UNITED STATES DISTRICT COURT NORTHERN DISTRICT OF NEW YORK
Aug 20, 2015
9:04-CV-741 (FJS/VEB) (N.D.N.Y. Aug. 20, 2015)

Opinion

9:04-CV-741 (FJS/VEB)

08-20-2015

FRANK W. DEARSTYNE, Petitioner, v. WILLIAM MAZZUCA, Superintendent, Fishkill Correctional Facility, Respondent.

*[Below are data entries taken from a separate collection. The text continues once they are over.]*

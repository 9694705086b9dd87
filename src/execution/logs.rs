//! Per-runtime log buffers.
//!
//! Every line logged during a run is kept in memory under the top-level
//! runtime so it can be read back while the run is still going, and is
//! mirrored to `tracing`. Buffers are dropped per runtime with
//! [`RunLogs::clear`], and only the most recent finished top-level runs are
//! retained: once a run completes, the oldest finished buffers beyond the
//! retention bound are evicted.

use async_trait::async_trait;
use chrono::Utc;
use std::collections::{HashMap, VecDeque};
use std::sync::{Arc, Mutex, PoisonError, RwLock};
use tracing::{debug, error, info, warn, Level};

use crate::core::types::Runtime;
use crate::events::{Event, EventHandler};

/// Number of finished top-level runs whose logs are kept by default.
pub const DEFAULT_LOG_RETENTION: usize = 1000;

/// Shared handle to the run log buffers.
#[derive(Debug, Clone)]
pub struct RunLogs {
    buffers: Arc<RwLock<HashMap<Runtime, Vec<String>>>>,
    /// Finished top-level runtimes, oldest first.
    finished: Arc<Mutex<VecDeque<Runtime>>>,
    retention: usize,
}

impl Default for RunLogs {
    fn default() -> Self {
        Self::with_retention(DEFAULT_LOG_RETENTION)
    }
}

impl RunLogs {
    pub fn new() -> Self {
        Self::default()
    }

    /// Keep the logs of at most `retention` finished top-level runs.
    pub fn with_retention(retention: usize) -> Self {
        Self {
            buffers: Arc::new(RwLock::new(HashMap::new())),
            finished: Arc::new(Mutex::new(VecDeque::new())),
            retention: retention.max(1),
        }
    }

    pub fn retention(&self) -> usize {
        self.retention
    }

    /// Record `runtime` as finished and evict the oldest buffers beyond
    /// the retention bound.
    fn finish(&self, runtime: &Runtime) {
        let evicted: Vec<Runtime> = {
            let mut finished = self.finished.lock().unwrap_or_else(PoisonError::into_inner);
            finished.push_back(runtime.clone());
            let excess = finished.len().saturating_sub(self.retention);
            finished.drain(..excess).collect()
        };
        if evicted.is_empty() {
            return;
        }
        let mut buffers = self.buffers.write().unwrap_or_else(PoisonError::into_inner);
        for runtime in &evicted {
            buffers.remove(runtime);
        }
        debug!(evicted = evicted.len(), "evicted run log buffers");
    }

    /// A logger writing under `runtime`.
    pub fn logger(&self, runtime: Runtime) -> RunLogger {
        RunLogger {
            logs: self.clone(),
            runtime,
        }
    }

    /// Append a line and mirror it to tracing.
    pub fn log(&self, runtime: &Runtime, level: Level, device: Option<&str>, message: &str) {
        let content = match device {
            Some(device) => format!("DEVICE {} - {}", device, message),
            None => message.to_string(),
        };
        match level {
            Level::ERROR => error!(runtime = %runtime, "{}", content),
            Level::WARN => warn!(runtime = %runtime, "{}", content),
            Level::INFO => info!(runtime = %runtime, "{}", content),
            _ => debug!(runtime = %runtime, "{}", content),
        }

        let line = format!(
            "{} - {} - {}",
            Utc::now().format("%Y-%m-%d %H:%M:%S%.6f"),
            level.as_str().to_lowercase(),
            content
        );
        let mut buffers = self.buffers.write().unwrap_or_else(PoisonError::into_inner);
        buffers.entry(runtime.clone()).or_default().push(line);
    }

    /// Lines logged so far under `runtime`.
    pub fn lines(&self, runtime: &Runtime) -> Vec<String> {
        let buffers = self.buffers.read().unwrap_or_else(PoisonError::into_inner);
        buffers.get(runtime).cloned().unwrap_or_default()
    }

    /// Lines logged under `runtime`, joined by newlines.
    pub fn text(&self, runtime: &Runtime) -> String {
        self.lines(runtime).join("\n")
    }

    /// Drop the buffer of one runtime. Returns whether it existed.
    pub fn clear(&self, runtime: &Runtime) -> bool {
        self.finished
            .lock()
            .unwrap_or_else(PoisonError::into_inner)
            .retain(|finished| finished != runtime);
        let mut buffers = self.buffers.write().unwrap_or_else(PoisonError::into_inner);
        buffers.remove(runtime).is_some()
    }

    pub fn runtimes(&self) -> Vec<Runtime> {
        let buffers = self.buffers.read().unwrap_or_else(PoisonError::into_inner);
        let mut runtimes: Vec<Runtime> = buffers.keys().cloned().collect();
        runtimes.sort();
        runtimes
    }
}

#[async_trait]
impl EventHandler for RunLogs {
    async fn handle(&self, event: &Event) {
        match event {
            Event::JobStarted {
                job_id,
                runtime,
                parent_runtime,
                ..
            } => {
                let key = parent_runtime.as_ref().unwrap_or(runtime);
                self.log(key, Level::INFO, None, &format!("{} started", job_id));
            }
            Event::JobCompleted {
                job_id,
                runtime,
                parent_runtime,
                success,
                duration,
                ..
            } => {
                let key = parent_runtime.as_ref().unwrap_or(runtime);
                let outcome = if *success { "passed" } else { "failed" };
                self.log(
                    key,
                    Level::INFO,
                    None,
                    &format!("{} {} in {:?}", job_id, outcome, duration),
                );
                if parent_runtime.is_none() {
                    self.finish(runtime);
                }
            }
            Event::DeviceCompleted {
                runtime,
                parent_runtime,
                device_id,
                success,
                ..
            } => {
                let key = parent_runtime.as_ref().unwrap_or(runtime);
                let (level, outcome) = if *success {
                    (Level::INFO, "passed")
                } else {
                    (Level::WARN, "failed")
                };
                self.log(key, level, Some(device_id.as_str()), outcome);
            }
            _ => {}
        }
    }
}

/// Logger bound to one runtime, handed to drivers.
#[derive(Debug, Clone)]
pub struct RunLogger {
    logs: RunLogs,
    runtime: Runtime,
}

impl RunLogger {
    pub fn runtime(&self) -> &Runtime {
        &self.runtime
    }

    pub fn log(&self, level: Level, device: Option<&str>, message: &str) {
        self.logs.log(&self.runtime, level, device, message);
    }

    pub fn info(&self, device: Option<&str>, message: &str) {
        self.log(Level::INFO, device, message);
    }

    pub fn warn(&self, device: Option<&str>, message: &str) {
        self.log(Level::WARN, device, message);
    }

    pub fn error(&self, device: Option<&str>, message: &str) {
        self.log(Level::ERROR, device, message);
    }
}
//! Recovery scenario integration tests.
//!
//! Tests that verify the system can recover from interruptions: runs left
//! open by a crash, stuck job statuses, and timers that must survive a
//! restart.

use crate::common::{start_automation, stop};
use netrun::core::trigger::{FrequencyUnit, TriggerSpec};
use netrun::scheduler::InMemoryScheduleStore;
use netrun::storage::{RunStatus, StoredJob, StoredRun};
use netrun::testing::TestHarness;
use netrun::{Automation, JobId, JobStatus, JobType, Runtime, Scheduler, Storage, Task};
use std::sync::Arc;

/// Test: Runs left Running are marked Interrupted and their jobs reset.
#[tokio::test]
async fn test_recover_interrupted_runs_on_startup() {
    let harness = TestHarness::new();
    harness.add_service("backup", true);
    let storage = harness.storage();

    let mut job = StoredJob::new(JobId::new("backup"), "BACKUP", JobType::Service);
    job.status = JobStatus::Running;
    storage.save_job(job).await.unwrap();
    let open = StoredRun::new(Runtime::now(), JobId::new("backup"), "BACKUP");
    storage.save_run(open.clone()).await.unwrap();

    let mut finished = StoredRun::new(Runtime::now(), JobId::new("backup"), "BACKUP");
    finished.mark_finished(true);
    storage.save_run(finished.clone()).await.unwrap();

    let (automation, task) = start_automation(&harness).await;

    let open = storage.get_run(&open.runtime).await.unwrap();
    assert_eq!(open.status, RunStatus::Interrupted);
    let finished = storage.get_run(&finished.runtime).await.unwrap();
    assert_eq!(finished.status, RunStatus::Completed);
    assert_eq!(
        storage.get_job(&JobId::new("backup")).await.unwrap().status,
        JobStatus::Idle
    );

    // The job runs again once recovered.
    let response = automation
        .run_job(&JobId::new("backup"), Default::default())
        .await
        .unwrap();
    assert!(response.outcome.unwrap().success);

    stop(automation, task).await;
}

/// Test: Recovery handles empty storage gracefully.
#[tokio::test]
async fn test_recovery_with_empty_storage() {
    let harness = TestHarness::new();
    let scheduler = Scheduler::new(
        Arc::clone(harness.engine()),
        Arc::new(InMemoryScheduleStore::new()),
    );

    let recovered = scheduler.recover().await.unwrap();
    assert!(recovered.is_empty());
}

/// Test: Active tasks without a timer are re-armed on startup.
#[tokio::test]
async fn test_startup_rearms_active_tasks() {
    let harness = TestHarness::new();
    harness.add_service("backup", true);
    let storage = harness.storage();
    storage
        .save_task(
            Task::new("hourly", "Hourly", "backup", TriggerSpec::every(1, FrequencyUnit::Hours))
                .with_schedule_id("hourly")
                .active(),
        )
        .await
        .unwrap();

    let (automation, task) = start_automation(&harness).await;

    let next = automation.next_run_time(&"hourly".into()).await.unwrap();
    assert!(next.is_some());

    stop(automation, task).await;
}

/// Test: Timers in a SQLite schedule store survive a restart.
#[cfg(feature = "sqlite")]
#[tokio::test]
async fn test_timers_survive_restart() {
    use netrun::scheduler::SqliteScheduleStore;
    use std::time::Duration;
    use tempfile::TempDir;

    let dir = TempDir::new().unwrap();
    let path = dir.path().join("schedules.db");
    let harness = TestHarness::new();
    harness.add_service("backup", true);

    let next = {
        let store = Arc::new(SqliteScheduleStore::new(&path).await.unwrap());
        let scheduler = Scheduler::new(Arc::clone(harness.engine()), store.clone())
            .with_tick_interval(Duration::from_millis(50));
        let (automation, task) = Automation::start(scheduler).await.unwrap();
        let created = automation
            .create_task(
                Task::new("hourly", "Hourly", "backup", TriggerSpec::every(1, FrequencyUnit::Hours))
                    .active(),
            )
            .await
            .unwrap();
        let next = automation.next_run_time(&created.id).await.unwrap();
        stop(automation, task).await;
        store.close().await;
        next
    };

    let store = Arc::new(SqliteScheduleStore::new(&path).await.unwrap());
    let scheduler = Scheduler::new(Arc::clone(harness.engine()), store)
        .with_tick_interval(Duration::from_millis(50));
    let (automation, task) = Automation::start(scheduler).await.unwrap();

    let entries = automation.scheduler().list().await.unwrap();
    assert_eq!(entries.len(), 1);
    assert_eq!(entries[0].next_run_time, next);

    stop(automation, task).await;
}
//! Scheduler type definitions.
//!
//! This module contains error types, state enums, and command types for the scheduler.

use chrono::{DateTime, Utc};
use thiserror::Error;
use tokio::sync::oneshot;

use crate::core::trigger::{Trigger, TriggerError};
use crate::core::types::{JobId, ScheduleId, TaskId};
use crate::execution::RunRequest;
use crate::storage::StorageError;

use super::store::ScheduleEntry;

/// Errors that can occur in the scheduler.
#[derive(Debug, Error)]
pub enum SchedulerError {
    /// No entry with this schedule id.
    #[error("schedule not found: {0}")]
    NotFound(ScheduleId),

    /// The trigger could not be evaluated.
    #[error("trigger error: {0}")]
    Trigger(#[from] TriggerError),

    /// Schedule store or storage error.
    #[error("storage error: {0}")]
    Storage(#[from] StorageError),

    /// Channel error.
    #[error("channel error: {0}")]
    ChannelError(String),
}

/// State of the scheduler.
#[derive(Debug, Clone, Copy, PartialEq, Eq)]
pub enum SchedulerState {
    /// Scheduler is stopped.
    Stopped,
    /// Scheduler is running.
    Running,
    /// No entry fires while paused; one-off dispatches still run.
    Paused,
}

/// Externally visible view of a schedule entry.
#[derive(Debug, Clone, PartialEq)]
pub struct ScheduleInfo {
    pub id: ScheduleId,
    pub task_id: TaskId,
    pub next_run_time: Option<DateTime<Utc>>,
    pub paused: bool,
    /// Instances of this entry currently running.
    pub running: usize,
}

impl ScheduleInfo {
    pub(crate) fn from_entry(entry: ScheduleEntry, running: usize) -> Self {
        Self {
            id: entry.id,
            task_id: entry.task_id,
            next_run_time: entry.next_run_time,
            paused: entry.paused,
            running,
        }
    }
}

pub(crate) type Reply<T> = oneshot::Sender<Result<T, SchedulerError>>;

/// Commands that can be sent to the scheduler.
pub(crate) enum SchedulerCommand {
    /// Add an entry, or reschedule an existing one.
    Register {
        id: ScheduleId,
        task_id: TaskId,
        trigger: Trigger,
        response: Reply<ScheduleInfo>,
    },
    Pause {
        id: ScheduleId,
        response: Reply<ScheduleInfo>,
    },
    Resume {
        id: ScheduleId,
        response: Reply<ScheduleInfo>,
    },
    Remove {
        id: ScheduleId,
        response: Reply<()>,
    },
    Get {
        id: ScheduleId,
        response: Reply<ScheduleInfo>,
    },
    List {
        response: Reply<Vec<ScheduleInfo>>,
    },
    /// Dispatch a job once, outside any entry.
    RunNow {
        job_id: JobId,
        request: RunRequest,
        response: Reply<()>,
    },
    /// Pause the whole scheduler.
    PauseAll { response: oneshot::Sender<()> },
    /// Resume the whole scheduler.
    ResumeAll { response: oneshot::Sender<()> },
    /// Shutdown the scheduler.
    Shutdown { response: oneshot::Sender<()> },
}
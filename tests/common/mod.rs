//! Common test utilities shared across integration tests.

use async_trait::async_trait;
use netrun::automation::Automation;
use netrun::scheduler::InMemoryScheduleStore;
use netrun::storage::{RunStatus, StoredRun};
use netrun::testing::TestHarness;
use netrun::{Event, EventHandler, JobId, Runtime, Scheduler, Storage};
use std::sync::Arc;
use std::time::Duration;
use tokio::sync::Mutex;
use tokio::task::JoinHandle;

/// Wait for a run to reach an expected status, polling storage.
///
/// Polls storage every 10ms and times out after the specified duration.
///
/// # Panics
///
/// Panics if the timeout is reached before the run reaches the expected status.
pub async fn wait_for_run_status(
    storage: &dyn Storage,
    runtime: &Runtime,
    expected: RunStatus,
    timeout: Duration,
) -> StoredRun {
    let start = tokio::time::Instant::now();
    loop {
        if let Ok(run) = storage.get_run(runtime).await {
            if run.status == expected {
                return run;
            }
        }
        if start.elapsed() > timeout {
            panic!(
                "Timeout waiting for run {} to reach {:?}",
                runtime, expected
            );
        }
        tokio::time::sleep(Duration::from_millis(10)).await;
    }
}

/// Wait until a job has at least `count` runs, returning them newest first.
pub async fn wait_for_runs(
    storage: &dyn Storage,
    job: &JobId,
    count: usize,
    timeout: Duration,
) -> Vec<StoredRun> {
    let start = tokio::time::Instant::now();
    loop {
        let runs = storage.list_runs(job, 100).await.unwrap();
        if runs.len() >= count {
            return runs;
        }
        if start.elapsed() > timeout {
            panic!(
                "Timeout waiting for {} run(s) of {}, found {}",
                count,
                job,
                runs.len()
            );
        }
        tokio::time::sleep(Duration::from_millis(10)).await;
    }
}

/// Start a controller over a harness with a fast-ticking in-memory scheduler.
pub async fn start_automation(harness: &TestHarness) -> (Automation, JoinHandle<()>) {
    let scheduler = Scheduler::new(
        Arc::clone(harness.engine()),
        Arc::new(InMemoryScheduleStore::new()),
    )
    .with_tick_interval(Duration::from_millis(50));
    Automation::start(scheduler).await.unwrap()
}

/// Shut the scheduler down and wait for its loop to exit.
pub async fn stop(automation: Automation, task: JoinHandle<()>) {
    automation.scheduler().shutdown().await.unwrap();
    let _ = task.await;
}

/// Recording event handler for verifying events.
pub struct RecordingHandler {
    events: Mutex<Vec<Event>>,
}

impl RecordingHandler {
    pub fn new() -> Arc<Self> {
        Arc::new(Self {
            events: Mutex::new(Vec::new()),
        })
    }

    pub async fn events(&self) -> Vec<Event> {
        self.events.lock().await.clone()
    }

    pub async fn count(&self, predicate: impl Fn(&Event) -> bool) -> usize {
        self.events.lock().await.iter().filter(|e| predicate(e)).count()
    }
}

#[async_trait]
impl EventHandler for RecordingHandler {
    async fn handle(&self, event: &Event) {
        self.events.lock().await.push(event.clone());
    }
}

APPEARANCES KELLEY, DRYE & WARREN LLP 101 Park Avenue New York, New York 10178 Attorneys for Petitioner OFFICE OF THE FEDERAL PUBLIC DEFENDER The Clinton Exchange, 3rd Floor 4 Clinton Street Syracuse, New York 13202 Attorneys for Petitioner OFFICE OF THE NEW YORK STATE ATTORNEY GENERAL 120 Broadway New York, New York 10271 Attorneys for Respondent OF COUNSEL JAMES V. O'GARA, ESQ. LISA A. PEEBLES, FPD PAUL B. LYONS, AAG ALYSON J. GILL, AAG


APPEARANCES

KELLEY, DRYE & WARREN LLP
101 Park Avenue
New York, New York 10178
Attorneys for Petitioner
OFFICE OF THE FEDERAL
PUBLIC DEFENDER
The Clinton Exchange, 3rd Floor
4 Clinton Street
Syracuse, New York 13202
Attorneys for Petitioner
OFFICE OF THE NEW YORK
STATE ATTORNEY GENERAL
120 Broadway
New York, New York 10271
Attorneys for Respondent

OF COUNSEL

JAMES V. O'GARA, ESQ. LISA A. PEEBLES, FPD PAUL B. LYONS, AAG
ALYSON J. GILL, AAG
SCULLIN, Senior Judge

ORDER

Petitioner was convicted in a New York State court of attempted rape in the first degree, aggravated sexual abuse in the first degree, and two counts of endangering the welfare of a child. Petitioner contended that his conviction was imposed in violation of his constitutional rights and, therefore, should be vacated. Petitioner filed his petition for a writ of habeas corpus pursuant to 28 U.S.C. § 2254, in which he argued that there were multiple errors that warranted habeas relief. In an extensive, and very thorough, Report and Recommendation, Magistrate Judge Bianchini recommended, among other things, that this Court

(1) direct the State of New York to vacate immediately Petitioner's convictions of Attempted Rape in the First Degree, in violation of New York Penal Law §§ 110 and 130.35 and of Endangering the Welfare of a Child, in violation of New York Penal Law § 260.20, with respect to the alleged victim identified as "T.O."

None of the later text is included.